Find every line with the string "AttributeValueUuid" in the material below and copy it.

══════════

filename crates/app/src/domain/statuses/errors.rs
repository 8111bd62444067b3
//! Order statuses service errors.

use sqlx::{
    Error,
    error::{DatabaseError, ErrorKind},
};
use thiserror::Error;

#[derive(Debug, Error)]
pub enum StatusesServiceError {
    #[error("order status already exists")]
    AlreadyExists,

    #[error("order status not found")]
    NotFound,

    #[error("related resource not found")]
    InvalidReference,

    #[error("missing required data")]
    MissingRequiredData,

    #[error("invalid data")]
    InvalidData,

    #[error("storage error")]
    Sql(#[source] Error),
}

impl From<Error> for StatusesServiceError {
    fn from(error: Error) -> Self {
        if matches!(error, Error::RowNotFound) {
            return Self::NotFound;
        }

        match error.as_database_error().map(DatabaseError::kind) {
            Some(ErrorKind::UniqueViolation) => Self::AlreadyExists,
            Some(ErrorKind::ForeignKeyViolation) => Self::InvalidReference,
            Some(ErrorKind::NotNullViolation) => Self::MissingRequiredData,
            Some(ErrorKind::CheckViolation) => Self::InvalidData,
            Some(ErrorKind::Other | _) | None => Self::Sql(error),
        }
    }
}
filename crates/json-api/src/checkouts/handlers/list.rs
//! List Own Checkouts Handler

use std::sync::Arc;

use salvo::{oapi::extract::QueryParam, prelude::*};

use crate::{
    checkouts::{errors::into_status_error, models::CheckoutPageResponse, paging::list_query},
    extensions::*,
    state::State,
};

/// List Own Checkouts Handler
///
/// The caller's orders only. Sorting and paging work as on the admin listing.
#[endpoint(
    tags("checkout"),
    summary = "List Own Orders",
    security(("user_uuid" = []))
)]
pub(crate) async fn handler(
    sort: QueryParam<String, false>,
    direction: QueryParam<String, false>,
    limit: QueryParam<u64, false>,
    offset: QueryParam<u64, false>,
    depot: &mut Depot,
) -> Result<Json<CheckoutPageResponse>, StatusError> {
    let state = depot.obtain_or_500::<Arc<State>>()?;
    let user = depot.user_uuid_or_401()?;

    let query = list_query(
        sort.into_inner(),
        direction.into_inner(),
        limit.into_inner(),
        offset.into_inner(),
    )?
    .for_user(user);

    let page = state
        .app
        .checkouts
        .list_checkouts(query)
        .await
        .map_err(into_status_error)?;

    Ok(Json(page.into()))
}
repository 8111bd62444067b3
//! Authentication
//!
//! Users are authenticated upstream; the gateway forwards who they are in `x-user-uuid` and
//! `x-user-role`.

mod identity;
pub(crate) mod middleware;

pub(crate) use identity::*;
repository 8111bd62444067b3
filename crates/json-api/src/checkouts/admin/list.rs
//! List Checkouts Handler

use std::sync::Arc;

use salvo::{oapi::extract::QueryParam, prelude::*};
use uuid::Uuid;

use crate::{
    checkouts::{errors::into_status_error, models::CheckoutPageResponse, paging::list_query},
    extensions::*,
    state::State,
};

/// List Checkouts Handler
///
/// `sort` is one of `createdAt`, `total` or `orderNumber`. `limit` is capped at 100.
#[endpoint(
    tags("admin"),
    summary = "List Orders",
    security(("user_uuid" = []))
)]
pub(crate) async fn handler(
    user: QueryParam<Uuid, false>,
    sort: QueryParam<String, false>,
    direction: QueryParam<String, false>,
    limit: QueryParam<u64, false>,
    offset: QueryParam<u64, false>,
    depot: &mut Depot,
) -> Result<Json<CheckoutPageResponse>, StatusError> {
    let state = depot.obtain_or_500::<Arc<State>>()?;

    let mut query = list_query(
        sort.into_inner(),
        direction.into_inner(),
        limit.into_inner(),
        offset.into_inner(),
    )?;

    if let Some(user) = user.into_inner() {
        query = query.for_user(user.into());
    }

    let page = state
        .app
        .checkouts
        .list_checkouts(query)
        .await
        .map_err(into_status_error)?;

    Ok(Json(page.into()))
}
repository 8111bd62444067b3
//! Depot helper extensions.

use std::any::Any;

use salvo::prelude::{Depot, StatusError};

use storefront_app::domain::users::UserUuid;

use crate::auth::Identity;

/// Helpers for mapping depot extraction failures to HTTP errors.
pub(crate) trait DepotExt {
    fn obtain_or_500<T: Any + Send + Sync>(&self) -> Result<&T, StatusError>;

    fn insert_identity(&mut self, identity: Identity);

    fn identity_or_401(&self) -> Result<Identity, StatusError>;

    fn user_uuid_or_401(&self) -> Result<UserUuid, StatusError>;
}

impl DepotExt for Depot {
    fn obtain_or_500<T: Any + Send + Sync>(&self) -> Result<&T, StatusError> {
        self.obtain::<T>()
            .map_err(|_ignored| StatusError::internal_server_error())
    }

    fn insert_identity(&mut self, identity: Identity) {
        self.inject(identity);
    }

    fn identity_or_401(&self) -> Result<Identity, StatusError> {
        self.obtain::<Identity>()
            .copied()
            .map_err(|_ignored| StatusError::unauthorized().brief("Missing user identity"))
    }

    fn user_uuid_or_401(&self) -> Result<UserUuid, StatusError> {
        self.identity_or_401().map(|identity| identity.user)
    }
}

══════════

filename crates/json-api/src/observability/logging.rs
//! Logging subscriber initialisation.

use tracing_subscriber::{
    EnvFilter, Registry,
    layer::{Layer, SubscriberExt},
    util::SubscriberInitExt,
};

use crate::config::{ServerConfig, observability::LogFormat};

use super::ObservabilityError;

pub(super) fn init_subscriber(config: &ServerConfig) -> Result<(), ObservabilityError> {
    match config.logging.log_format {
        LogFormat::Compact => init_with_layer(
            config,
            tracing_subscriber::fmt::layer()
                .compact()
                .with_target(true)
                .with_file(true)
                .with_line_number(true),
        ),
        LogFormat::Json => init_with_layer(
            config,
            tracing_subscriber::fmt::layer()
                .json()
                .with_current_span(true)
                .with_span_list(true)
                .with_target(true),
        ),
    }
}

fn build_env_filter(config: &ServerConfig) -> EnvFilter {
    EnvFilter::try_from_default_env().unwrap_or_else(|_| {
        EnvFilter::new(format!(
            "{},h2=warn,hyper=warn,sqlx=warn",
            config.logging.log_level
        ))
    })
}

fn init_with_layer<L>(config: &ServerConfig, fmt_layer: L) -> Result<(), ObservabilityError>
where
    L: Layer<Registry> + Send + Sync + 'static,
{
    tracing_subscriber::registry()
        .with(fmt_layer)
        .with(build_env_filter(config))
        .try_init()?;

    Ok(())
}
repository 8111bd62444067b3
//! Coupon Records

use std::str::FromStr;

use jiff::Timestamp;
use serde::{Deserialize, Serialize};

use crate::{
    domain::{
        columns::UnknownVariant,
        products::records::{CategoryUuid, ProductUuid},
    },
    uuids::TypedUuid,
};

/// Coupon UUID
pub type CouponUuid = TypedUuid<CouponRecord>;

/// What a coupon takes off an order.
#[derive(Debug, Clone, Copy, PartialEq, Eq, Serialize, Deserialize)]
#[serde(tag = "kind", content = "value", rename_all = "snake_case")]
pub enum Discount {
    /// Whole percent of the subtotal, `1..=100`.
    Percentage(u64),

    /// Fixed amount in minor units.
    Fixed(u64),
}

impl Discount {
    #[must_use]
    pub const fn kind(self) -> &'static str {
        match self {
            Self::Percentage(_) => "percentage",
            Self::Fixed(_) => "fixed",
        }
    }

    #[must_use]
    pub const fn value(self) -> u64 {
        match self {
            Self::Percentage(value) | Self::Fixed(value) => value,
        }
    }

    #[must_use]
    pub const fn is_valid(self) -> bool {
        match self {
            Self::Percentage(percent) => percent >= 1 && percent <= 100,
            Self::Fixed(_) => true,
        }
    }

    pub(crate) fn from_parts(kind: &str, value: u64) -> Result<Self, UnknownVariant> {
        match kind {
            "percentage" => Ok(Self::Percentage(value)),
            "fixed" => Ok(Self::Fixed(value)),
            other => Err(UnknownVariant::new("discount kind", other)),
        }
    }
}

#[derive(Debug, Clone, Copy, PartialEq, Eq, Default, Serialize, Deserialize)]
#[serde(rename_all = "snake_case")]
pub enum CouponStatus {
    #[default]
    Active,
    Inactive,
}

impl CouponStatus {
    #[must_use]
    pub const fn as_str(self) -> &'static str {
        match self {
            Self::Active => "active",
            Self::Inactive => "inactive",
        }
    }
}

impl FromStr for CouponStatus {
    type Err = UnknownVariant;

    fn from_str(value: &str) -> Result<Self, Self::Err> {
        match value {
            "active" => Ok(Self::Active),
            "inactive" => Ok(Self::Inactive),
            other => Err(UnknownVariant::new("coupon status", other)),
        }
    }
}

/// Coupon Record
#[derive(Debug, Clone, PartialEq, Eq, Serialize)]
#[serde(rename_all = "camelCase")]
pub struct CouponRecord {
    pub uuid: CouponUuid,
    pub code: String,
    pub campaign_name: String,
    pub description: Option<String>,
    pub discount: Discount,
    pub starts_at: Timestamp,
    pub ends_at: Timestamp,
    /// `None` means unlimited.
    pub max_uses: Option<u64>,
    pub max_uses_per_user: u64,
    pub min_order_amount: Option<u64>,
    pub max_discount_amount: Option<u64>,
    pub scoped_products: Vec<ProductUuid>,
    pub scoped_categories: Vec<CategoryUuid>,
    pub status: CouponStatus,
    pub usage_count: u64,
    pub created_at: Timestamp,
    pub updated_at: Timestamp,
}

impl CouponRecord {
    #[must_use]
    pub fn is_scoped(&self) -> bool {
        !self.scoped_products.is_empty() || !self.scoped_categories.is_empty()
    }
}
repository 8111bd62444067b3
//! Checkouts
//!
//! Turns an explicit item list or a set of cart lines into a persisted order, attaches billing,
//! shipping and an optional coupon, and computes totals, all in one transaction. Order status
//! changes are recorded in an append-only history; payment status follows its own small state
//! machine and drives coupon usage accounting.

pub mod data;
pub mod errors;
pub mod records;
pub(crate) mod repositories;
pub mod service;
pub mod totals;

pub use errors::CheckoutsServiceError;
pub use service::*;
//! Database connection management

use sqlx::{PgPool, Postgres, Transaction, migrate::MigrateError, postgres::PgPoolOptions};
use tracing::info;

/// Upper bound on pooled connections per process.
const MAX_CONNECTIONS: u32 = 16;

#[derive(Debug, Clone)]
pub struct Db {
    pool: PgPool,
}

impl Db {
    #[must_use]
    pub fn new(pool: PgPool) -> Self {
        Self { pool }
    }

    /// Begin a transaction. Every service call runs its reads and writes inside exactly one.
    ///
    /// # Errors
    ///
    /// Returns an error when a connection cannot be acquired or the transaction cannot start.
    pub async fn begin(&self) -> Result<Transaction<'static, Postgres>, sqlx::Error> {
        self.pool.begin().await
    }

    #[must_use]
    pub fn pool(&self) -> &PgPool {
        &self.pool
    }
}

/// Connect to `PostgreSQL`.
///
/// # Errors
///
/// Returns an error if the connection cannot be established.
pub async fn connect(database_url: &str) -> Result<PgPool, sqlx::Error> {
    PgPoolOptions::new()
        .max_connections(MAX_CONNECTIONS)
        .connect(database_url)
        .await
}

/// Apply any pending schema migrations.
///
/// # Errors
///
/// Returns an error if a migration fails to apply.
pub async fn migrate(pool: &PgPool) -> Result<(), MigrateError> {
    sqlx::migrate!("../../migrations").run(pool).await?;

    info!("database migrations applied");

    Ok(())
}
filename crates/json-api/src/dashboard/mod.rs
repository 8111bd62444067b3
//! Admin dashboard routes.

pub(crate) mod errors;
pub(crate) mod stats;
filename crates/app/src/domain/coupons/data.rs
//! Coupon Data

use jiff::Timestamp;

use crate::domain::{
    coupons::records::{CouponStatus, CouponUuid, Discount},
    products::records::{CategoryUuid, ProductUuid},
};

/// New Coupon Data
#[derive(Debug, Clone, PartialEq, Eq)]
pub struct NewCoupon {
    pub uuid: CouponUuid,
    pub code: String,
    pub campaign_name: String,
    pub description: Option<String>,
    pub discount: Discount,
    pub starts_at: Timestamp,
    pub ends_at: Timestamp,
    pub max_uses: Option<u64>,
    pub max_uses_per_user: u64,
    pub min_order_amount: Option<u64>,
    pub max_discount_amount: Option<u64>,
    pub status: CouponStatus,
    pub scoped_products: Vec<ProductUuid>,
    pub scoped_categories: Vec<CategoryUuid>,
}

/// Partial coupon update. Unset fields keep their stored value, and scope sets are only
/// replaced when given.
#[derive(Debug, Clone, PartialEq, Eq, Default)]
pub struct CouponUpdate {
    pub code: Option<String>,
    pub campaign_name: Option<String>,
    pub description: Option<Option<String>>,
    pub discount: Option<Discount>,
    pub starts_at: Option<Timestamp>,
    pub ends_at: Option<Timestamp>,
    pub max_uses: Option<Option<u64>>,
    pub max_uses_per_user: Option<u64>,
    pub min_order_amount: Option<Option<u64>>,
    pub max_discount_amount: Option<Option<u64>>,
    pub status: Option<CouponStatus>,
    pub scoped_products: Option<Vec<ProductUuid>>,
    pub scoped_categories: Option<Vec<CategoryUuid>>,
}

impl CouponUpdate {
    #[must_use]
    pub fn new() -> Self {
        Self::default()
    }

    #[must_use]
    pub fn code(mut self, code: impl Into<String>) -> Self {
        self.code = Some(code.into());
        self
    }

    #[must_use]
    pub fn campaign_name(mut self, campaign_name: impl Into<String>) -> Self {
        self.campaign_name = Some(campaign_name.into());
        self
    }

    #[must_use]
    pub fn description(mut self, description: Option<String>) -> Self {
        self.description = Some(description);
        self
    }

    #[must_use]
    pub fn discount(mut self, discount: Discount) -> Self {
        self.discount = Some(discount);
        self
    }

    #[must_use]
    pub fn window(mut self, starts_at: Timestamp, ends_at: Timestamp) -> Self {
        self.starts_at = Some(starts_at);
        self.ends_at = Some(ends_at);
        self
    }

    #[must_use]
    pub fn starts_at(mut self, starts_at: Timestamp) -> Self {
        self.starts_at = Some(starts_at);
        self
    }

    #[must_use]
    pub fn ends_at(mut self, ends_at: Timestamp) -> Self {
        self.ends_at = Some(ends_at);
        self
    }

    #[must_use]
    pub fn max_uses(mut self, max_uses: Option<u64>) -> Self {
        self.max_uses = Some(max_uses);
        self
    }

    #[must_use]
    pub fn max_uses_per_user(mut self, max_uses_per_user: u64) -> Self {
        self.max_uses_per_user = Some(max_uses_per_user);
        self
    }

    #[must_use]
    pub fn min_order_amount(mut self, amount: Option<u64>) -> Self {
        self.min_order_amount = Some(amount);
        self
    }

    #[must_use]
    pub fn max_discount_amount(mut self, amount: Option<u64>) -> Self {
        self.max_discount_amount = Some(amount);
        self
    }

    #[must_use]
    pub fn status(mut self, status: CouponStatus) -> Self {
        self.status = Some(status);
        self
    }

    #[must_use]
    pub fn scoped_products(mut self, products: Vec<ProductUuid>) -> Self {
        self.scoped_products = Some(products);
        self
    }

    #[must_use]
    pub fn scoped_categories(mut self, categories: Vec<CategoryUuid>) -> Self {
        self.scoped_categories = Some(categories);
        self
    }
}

══════════

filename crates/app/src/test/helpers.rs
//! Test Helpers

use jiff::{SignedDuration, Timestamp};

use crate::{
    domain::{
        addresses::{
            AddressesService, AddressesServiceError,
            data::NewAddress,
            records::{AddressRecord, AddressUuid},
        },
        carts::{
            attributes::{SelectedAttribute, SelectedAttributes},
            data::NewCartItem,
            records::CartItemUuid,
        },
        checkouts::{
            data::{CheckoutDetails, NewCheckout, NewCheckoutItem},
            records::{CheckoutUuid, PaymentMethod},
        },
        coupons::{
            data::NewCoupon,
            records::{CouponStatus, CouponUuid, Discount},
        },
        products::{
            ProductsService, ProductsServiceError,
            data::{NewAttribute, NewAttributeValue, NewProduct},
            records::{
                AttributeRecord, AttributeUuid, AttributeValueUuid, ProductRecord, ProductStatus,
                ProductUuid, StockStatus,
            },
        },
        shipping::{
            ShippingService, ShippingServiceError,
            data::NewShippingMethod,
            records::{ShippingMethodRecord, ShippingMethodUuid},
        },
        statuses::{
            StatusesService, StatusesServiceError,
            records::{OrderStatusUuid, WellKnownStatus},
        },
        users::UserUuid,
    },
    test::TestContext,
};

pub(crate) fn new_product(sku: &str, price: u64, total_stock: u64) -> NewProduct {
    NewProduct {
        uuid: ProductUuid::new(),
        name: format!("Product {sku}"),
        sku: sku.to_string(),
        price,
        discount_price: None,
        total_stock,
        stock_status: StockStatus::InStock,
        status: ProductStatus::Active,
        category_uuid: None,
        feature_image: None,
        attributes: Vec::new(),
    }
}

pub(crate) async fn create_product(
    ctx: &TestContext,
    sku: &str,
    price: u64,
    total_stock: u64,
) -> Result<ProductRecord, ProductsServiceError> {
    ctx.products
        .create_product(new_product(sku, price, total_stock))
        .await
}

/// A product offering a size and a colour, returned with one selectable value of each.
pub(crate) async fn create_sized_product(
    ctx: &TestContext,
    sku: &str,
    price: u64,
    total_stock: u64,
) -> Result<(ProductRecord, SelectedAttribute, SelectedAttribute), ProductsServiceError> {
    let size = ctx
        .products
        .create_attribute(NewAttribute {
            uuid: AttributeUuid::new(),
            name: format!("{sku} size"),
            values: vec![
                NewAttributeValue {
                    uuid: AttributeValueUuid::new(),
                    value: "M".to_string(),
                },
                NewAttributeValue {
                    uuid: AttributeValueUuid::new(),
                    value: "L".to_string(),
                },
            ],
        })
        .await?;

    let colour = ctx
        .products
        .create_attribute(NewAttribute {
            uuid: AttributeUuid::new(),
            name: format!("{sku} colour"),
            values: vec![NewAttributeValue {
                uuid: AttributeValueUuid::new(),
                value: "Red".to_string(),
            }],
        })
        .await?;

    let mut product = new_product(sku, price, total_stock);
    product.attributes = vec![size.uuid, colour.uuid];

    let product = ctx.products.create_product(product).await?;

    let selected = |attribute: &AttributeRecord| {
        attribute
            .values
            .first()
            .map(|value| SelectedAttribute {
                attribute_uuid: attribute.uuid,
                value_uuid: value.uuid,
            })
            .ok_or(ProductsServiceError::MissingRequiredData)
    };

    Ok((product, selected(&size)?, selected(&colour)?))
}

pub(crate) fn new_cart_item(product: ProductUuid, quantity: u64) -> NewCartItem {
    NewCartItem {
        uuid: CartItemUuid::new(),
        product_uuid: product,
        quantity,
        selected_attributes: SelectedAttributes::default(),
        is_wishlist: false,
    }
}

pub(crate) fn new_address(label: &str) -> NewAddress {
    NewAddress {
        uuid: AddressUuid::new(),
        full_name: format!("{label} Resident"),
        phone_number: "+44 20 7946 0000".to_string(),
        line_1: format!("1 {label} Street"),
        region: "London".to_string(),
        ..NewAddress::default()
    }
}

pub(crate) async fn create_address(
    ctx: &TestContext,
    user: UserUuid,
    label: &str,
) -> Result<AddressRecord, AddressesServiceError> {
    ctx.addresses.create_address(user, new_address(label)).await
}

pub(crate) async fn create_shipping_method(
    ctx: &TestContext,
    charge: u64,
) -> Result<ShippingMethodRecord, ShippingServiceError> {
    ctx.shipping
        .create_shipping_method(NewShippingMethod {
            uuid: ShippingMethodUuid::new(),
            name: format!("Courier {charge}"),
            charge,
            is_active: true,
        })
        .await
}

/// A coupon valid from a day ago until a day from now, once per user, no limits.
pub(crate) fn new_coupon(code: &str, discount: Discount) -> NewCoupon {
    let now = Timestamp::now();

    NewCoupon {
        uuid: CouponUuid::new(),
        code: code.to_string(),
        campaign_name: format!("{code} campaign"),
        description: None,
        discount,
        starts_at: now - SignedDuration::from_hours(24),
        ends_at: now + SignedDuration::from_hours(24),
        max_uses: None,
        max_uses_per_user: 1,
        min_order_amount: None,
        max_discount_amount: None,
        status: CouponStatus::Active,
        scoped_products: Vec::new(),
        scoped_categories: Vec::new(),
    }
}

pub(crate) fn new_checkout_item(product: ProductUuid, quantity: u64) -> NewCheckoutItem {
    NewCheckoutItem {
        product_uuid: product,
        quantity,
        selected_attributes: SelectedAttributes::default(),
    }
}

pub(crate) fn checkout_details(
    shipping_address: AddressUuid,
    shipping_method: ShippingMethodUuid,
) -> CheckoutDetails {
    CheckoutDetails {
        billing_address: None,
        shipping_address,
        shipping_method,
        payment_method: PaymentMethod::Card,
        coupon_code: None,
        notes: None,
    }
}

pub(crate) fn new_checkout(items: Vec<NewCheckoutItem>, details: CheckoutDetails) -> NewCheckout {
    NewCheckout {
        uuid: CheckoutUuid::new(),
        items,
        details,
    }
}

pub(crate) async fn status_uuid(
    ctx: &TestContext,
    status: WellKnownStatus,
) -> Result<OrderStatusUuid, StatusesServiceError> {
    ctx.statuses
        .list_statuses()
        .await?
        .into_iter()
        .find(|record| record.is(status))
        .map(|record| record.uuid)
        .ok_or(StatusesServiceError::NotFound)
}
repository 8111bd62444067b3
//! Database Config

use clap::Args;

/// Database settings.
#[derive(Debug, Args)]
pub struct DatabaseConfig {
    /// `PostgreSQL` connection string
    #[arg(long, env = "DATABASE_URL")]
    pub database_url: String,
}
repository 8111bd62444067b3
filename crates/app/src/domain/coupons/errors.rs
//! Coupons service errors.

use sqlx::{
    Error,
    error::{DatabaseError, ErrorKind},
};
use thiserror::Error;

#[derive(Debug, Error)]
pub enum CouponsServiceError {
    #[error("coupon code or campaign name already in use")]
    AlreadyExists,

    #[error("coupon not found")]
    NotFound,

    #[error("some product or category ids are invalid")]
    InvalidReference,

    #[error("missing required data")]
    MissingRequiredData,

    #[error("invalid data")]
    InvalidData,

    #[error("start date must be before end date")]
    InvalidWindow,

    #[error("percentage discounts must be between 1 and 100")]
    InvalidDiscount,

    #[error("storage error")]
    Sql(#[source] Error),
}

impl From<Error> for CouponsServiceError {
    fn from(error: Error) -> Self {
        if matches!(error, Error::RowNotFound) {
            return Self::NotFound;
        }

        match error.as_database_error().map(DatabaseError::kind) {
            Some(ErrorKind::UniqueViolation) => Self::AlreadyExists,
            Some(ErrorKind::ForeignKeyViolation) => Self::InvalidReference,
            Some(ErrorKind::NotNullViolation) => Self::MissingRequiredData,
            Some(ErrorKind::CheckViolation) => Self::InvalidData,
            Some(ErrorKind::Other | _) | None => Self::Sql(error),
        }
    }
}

══════════

◆ **RESPONSE TO THE EXERCISE**:
                AttributeRecord, AttributeUuid, AttributeValueUuid, ProductRecord, ProductStatus,
                    uuid: AttributeValueUuid::new(),
                    uuid: AttributeValueUuid::new(),
                uuid: AttributeValueUuid::new(),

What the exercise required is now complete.